## Problem to work on
The expected output is each line in the data below that includes the string "graphs".

** Opening Extracted information block **

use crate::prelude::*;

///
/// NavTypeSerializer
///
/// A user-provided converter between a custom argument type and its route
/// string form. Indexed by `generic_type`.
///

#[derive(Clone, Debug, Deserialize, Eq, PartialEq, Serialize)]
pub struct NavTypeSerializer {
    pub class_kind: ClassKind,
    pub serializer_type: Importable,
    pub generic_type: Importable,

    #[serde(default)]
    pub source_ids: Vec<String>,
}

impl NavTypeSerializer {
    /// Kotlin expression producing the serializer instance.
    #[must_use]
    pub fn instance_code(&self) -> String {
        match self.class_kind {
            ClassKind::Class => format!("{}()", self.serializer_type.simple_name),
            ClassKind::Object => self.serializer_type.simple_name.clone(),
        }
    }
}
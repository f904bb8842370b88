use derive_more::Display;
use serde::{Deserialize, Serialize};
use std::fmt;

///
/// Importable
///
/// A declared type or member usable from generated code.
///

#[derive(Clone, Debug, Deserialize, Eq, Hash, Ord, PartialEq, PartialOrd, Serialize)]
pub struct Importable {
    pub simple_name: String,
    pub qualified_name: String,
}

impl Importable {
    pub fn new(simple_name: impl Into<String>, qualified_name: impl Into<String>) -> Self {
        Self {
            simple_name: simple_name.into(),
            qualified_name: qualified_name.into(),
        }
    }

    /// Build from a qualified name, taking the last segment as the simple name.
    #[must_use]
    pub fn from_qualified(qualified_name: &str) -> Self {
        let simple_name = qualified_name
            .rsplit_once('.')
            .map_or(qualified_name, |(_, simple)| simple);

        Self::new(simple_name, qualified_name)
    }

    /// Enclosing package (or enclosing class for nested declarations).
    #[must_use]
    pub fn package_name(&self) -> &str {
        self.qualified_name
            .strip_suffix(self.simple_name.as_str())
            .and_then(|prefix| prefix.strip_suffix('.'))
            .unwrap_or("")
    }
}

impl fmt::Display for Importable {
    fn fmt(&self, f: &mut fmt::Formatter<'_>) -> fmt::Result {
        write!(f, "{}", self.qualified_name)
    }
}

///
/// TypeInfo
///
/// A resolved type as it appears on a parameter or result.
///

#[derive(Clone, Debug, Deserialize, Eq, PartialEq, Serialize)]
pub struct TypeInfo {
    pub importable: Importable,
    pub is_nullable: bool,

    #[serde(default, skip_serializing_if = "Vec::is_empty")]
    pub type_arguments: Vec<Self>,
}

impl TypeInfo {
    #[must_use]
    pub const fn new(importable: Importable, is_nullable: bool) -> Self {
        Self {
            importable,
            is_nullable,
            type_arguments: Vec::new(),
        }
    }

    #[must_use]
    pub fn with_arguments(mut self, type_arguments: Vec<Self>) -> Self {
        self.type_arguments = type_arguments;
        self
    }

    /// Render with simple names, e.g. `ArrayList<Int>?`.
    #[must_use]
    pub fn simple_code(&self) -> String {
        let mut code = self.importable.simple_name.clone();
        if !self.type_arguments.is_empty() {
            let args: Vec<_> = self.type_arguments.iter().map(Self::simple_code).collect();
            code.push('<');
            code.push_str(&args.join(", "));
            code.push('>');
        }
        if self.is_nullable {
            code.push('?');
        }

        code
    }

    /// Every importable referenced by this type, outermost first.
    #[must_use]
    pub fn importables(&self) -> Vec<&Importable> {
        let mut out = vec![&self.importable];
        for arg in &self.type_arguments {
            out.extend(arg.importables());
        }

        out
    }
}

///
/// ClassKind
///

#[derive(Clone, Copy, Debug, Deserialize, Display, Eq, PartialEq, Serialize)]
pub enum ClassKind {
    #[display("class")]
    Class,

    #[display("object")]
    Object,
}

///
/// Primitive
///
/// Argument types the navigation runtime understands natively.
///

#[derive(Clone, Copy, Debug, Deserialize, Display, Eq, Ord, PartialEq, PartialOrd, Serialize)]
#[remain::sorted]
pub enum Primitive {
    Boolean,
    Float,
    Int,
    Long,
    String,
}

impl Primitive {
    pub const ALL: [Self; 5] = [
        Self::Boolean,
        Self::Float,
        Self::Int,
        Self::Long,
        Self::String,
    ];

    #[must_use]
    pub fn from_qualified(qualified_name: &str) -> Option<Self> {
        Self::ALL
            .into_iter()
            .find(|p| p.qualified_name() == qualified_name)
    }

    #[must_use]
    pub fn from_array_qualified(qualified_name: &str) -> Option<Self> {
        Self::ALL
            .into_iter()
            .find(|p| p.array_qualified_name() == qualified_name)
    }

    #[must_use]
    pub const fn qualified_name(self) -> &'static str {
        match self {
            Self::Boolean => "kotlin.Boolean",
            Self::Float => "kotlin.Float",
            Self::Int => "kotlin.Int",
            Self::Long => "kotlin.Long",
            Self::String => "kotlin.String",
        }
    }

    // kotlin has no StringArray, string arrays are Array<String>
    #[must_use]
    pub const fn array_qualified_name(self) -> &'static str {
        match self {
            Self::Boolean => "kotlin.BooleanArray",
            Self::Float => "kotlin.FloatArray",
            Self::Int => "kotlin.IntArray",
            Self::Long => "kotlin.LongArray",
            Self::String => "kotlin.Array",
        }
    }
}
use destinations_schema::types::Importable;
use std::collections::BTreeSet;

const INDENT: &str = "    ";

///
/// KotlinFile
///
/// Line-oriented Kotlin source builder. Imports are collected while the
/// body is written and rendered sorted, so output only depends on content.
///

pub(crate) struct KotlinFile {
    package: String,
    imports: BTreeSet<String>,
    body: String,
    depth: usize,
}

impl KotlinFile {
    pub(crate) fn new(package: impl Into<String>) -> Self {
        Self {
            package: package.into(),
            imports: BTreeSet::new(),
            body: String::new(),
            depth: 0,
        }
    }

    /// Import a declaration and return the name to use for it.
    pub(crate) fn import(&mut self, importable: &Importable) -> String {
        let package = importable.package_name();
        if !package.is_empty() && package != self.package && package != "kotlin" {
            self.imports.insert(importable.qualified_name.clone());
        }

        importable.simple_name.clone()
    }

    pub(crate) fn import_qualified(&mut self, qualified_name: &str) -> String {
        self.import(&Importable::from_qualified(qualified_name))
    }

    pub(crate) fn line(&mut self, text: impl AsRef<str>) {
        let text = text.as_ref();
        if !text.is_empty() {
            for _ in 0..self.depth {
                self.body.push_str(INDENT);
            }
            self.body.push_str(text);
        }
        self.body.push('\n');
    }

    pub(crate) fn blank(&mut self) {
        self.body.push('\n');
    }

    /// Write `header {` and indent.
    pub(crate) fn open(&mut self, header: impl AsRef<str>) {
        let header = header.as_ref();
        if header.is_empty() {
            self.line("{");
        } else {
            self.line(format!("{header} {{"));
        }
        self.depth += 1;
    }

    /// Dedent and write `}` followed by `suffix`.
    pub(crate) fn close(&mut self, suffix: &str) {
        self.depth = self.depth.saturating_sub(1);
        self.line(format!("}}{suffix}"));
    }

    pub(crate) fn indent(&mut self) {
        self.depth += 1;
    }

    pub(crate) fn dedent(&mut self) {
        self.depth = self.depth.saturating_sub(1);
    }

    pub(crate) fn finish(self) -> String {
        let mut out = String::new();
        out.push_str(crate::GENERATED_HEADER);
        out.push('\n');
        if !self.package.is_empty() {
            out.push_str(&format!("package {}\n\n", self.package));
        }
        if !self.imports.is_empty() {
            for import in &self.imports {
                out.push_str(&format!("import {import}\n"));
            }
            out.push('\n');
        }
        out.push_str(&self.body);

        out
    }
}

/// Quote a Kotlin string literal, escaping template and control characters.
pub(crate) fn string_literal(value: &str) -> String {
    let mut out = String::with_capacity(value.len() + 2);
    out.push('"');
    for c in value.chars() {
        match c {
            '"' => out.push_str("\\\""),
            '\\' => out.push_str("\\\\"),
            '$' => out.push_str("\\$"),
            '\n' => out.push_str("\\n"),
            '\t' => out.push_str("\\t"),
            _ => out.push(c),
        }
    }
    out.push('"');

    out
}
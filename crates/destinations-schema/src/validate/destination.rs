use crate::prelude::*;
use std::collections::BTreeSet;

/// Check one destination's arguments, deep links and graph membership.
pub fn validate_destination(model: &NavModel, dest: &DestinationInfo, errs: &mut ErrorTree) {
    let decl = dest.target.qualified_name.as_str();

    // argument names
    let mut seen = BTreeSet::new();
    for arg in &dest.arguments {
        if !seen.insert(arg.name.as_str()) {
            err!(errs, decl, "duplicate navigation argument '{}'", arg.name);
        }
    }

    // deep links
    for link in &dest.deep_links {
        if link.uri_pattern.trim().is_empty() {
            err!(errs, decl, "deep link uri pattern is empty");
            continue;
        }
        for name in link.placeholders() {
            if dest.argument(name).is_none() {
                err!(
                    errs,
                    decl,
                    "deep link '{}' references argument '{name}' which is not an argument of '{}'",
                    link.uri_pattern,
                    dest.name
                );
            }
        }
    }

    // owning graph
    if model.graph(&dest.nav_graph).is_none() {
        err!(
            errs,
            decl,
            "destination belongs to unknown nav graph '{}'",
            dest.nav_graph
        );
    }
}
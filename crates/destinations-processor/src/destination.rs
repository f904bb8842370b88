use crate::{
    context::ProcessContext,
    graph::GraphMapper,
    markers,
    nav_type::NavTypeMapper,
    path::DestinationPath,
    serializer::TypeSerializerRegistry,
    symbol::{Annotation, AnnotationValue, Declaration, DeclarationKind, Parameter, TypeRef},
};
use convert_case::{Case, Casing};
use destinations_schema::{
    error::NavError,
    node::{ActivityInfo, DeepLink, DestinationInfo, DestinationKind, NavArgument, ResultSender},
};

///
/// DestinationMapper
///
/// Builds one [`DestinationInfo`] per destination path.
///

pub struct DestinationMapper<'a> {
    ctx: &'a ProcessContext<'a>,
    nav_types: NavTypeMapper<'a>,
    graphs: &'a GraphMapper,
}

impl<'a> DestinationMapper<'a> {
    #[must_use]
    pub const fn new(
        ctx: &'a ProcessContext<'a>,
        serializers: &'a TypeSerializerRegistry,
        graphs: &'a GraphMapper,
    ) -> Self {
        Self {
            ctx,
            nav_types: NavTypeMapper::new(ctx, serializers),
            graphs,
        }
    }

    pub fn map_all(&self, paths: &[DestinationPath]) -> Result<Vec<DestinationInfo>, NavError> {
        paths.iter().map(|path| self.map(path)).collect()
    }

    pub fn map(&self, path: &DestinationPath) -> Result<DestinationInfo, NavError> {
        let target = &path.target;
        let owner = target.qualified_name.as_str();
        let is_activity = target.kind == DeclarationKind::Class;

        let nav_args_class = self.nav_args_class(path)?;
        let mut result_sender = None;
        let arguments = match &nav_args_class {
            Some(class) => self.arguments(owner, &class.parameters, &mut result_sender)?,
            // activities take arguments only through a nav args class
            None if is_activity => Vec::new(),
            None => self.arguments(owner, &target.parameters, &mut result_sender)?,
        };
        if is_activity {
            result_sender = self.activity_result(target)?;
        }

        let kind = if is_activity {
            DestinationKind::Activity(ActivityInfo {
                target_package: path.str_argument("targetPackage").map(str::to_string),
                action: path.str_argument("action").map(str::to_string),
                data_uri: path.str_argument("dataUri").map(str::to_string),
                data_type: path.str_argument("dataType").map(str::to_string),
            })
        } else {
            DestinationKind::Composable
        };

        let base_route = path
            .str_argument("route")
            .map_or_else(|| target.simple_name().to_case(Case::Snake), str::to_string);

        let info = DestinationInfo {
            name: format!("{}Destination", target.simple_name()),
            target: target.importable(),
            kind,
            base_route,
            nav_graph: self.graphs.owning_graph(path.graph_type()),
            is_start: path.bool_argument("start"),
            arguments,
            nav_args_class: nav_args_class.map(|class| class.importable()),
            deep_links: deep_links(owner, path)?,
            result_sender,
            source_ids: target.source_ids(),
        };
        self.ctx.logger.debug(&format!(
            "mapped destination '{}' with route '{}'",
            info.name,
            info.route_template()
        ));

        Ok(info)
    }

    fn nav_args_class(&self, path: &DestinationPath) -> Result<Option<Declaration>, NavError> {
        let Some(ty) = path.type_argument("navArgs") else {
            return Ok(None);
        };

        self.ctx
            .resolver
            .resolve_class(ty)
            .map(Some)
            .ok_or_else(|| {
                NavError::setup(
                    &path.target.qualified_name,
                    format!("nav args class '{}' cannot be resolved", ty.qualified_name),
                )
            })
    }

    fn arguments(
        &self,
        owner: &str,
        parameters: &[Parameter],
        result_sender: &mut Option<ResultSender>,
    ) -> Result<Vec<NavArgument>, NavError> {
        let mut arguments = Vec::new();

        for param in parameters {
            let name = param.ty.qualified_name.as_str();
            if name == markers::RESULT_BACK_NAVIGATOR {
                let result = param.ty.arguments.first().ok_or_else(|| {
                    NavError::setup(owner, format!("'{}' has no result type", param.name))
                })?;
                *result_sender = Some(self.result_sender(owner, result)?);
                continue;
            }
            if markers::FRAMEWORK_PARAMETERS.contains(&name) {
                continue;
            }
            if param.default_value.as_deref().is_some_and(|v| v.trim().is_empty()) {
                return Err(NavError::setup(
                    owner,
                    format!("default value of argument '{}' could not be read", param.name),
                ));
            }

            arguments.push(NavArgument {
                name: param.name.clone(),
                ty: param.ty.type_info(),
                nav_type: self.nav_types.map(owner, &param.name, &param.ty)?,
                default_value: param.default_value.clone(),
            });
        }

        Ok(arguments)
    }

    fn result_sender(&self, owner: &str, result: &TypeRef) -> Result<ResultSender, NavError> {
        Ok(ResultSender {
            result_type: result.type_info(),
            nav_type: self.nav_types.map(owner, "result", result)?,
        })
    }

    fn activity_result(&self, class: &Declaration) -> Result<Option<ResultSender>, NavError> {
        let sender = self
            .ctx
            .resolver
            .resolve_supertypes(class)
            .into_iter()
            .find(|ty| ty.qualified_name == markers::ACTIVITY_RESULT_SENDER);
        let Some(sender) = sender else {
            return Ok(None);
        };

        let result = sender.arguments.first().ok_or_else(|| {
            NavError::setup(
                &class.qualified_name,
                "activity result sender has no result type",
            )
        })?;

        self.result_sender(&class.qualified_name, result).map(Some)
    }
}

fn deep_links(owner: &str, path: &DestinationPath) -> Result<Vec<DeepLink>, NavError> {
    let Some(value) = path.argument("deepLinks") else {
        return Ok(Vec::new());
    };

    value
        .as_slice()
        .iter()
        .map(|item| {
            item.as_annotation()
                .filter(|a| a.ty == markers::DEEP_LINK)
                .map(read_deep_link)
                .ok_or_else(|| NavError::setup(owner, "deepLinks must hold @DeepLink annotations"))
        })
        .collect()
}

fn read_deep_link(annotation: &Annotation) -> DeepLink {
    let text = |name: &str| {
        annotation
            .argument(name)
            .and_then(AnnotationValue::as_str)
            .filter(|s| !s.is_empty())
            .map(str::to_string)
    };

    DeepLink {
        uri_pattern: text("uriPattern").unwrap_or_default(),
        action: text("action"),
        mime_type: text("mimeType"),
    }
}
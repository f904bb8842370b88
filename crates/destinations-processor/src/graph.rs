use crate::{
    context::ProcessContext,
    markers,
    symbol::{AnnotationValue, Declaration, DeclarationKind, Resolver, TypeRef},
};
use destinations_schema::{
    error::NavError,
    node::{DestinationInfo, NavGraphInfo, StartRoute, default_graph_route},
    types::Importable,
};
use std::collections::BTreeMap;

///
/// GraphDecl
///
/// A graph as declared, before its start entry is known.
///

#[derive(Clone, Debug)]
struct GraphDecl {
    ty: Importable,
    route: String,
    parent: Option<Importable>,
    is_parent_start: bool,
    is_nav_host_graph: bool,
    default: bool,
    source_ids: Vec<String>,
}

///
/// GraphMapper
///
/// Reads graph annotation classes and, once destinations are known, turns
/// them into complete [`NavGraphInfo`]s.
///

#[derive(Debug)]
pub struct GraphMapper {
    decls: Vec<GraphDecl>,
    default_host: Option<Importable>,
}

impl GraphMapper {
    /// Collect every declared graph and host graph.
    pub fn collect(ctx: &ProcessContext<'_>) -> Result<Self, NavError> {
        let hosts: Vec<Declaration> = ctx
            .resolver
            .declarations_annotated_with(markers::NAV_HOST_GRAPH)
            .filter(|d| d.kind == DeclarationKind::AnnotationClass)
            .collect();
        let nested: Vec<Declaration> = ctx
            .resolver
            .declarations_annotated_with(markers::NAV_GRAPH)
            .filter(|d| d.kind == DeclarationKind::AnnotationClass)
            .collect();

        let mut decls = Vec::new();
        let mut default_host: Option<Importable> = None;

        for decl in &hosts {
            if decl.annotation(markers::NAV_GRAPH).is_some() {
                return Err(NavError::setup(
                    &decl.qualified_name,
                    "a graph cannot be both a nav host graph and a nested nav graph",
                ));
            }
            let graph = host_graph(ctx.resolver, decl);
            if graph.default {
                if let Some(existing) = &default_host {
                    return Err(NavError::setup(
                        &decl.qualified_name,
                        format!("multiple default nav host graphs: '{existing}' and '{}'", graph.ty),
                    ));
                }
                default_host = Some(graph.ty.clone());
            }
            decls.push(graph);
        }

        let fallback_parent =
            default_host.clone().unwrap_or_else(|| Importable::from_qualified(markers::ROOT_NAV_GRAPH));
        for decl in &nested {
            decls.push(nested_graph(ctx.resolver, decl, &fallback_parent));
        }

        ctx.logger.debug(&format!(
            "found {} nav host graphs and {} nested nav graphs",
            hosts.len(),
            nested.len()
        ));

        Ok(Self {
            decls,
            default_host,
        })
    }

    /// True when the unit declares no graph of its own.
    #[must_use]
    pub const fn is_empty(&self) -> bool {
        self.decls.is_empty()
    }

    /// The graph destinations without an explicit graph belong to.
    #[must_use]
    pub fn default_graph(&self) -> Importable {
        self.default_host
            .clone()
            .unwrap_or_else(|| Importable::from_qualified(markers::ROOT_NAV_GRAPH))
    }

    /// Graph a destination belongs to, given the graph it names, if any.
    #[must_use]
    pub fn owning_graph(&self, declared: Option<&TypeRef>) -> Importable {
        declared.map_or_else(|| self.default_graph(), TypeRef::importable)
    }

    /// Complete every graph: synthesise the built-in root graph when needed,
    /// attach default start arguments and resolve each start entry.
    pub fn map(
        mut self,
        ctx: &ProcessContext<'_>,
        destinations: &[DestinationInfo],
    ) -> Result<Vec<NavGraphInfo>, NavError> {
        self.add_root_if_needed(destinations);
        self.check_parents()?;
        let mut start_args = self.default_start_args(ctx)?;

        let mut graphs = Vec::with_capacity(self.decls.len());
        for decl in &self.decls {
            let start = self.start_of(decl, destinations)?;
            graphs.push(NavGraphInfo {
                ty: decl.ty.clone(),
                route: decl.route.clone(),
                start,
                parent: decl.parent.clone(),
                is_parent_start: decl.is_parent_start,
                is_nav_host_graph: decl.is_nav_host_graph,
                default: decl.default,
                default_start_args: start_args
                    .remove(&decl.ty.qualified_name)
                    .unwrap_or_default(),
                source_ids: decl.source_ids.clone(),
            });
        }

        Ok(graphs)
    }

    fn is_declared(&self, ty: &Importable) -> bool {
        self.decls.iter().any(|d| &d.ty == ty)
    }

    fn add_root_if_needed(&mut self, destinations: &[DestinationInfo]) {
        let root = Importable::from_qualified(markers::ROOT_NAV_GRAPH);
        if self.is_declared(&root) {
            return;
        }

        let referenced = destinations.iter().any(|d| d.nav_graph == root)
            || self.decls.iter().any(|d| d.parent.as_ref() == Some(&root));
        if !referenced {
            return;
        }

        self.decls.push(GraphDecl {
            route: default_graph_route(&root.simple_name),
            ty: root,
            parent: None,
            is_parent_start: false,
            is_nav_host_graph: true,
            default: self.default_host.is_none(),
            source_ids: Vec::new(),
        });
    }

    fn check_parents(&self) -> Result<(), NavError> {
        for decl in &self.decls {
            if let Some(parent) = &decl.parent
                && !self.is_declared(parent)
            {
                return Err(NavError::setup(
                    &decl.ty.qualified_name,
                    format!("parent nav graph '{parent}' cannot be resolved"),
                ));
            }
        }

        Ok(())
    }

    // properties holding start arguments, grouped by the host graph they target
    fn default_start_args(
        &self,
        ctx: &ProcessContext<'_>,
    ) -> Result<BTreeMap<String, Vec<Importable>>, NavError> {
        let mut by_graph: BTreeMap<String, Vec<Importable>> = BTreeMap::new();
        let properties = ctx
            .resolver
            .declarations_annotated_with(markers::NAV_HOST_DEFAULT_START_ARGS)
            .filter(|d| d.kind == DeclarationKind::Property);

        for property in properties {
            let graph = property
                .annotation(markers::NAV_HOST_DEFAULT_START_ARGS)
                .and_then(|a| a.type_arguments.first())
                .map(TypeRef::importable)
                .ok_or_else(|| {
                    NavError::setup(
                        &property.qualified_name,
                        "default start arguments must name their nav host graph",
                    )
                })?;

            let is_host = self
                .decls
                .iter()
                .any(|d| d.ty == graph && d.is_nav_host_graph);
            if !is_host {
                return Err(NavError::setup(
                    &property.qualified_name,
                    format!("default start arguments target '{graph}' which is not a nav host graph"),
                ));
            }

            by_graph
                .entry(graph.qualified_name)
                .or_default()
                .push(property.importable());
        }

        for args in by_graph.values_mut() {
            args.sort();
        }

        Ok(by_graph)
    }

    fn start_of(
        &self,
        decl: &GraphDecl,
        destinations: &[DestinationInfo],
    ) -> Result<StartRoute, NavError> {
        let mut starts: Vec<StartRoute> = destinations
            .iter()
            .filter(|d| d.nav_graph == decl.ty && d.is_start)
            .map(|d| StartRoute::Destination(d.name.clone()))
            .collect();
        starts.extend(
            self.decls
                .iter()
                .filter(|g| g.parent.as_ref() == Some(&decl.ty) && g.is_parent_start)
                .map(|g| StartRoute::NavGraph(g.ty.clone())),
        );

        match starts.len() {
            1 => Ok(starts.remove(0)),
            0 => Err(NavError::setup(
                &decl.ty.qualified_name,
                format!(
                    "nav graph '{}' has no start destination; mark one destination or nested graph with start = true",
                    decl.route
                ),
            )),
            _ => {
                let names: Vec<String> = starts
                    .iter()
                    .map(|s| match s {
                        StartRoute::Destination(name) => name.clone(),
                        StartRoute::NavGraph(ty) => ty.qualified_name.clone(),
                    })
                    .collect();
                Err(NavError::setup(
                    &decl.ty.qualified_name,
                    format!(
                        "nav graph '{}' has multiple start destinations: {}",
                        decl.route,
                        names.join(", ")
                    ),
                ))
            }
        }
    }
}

** Closing Extracted information block **

## Completed task
    graphs: &'a GraphMapper,
        graphs: &'a GraphMapper,
            graphs,
            nav_graph: self.graphs.owning_graph(path.graph_type()),
                        format!("multiple default nav host graphs: '{existing}' and '{}'", graph.ty),
            "found {} nav host graphs and {} nested nav graphs",
        let mut graphs = Vec::with_capacity(self.decls.len());
            graphs.push(NavGraphInfo {
        Ok(graphs)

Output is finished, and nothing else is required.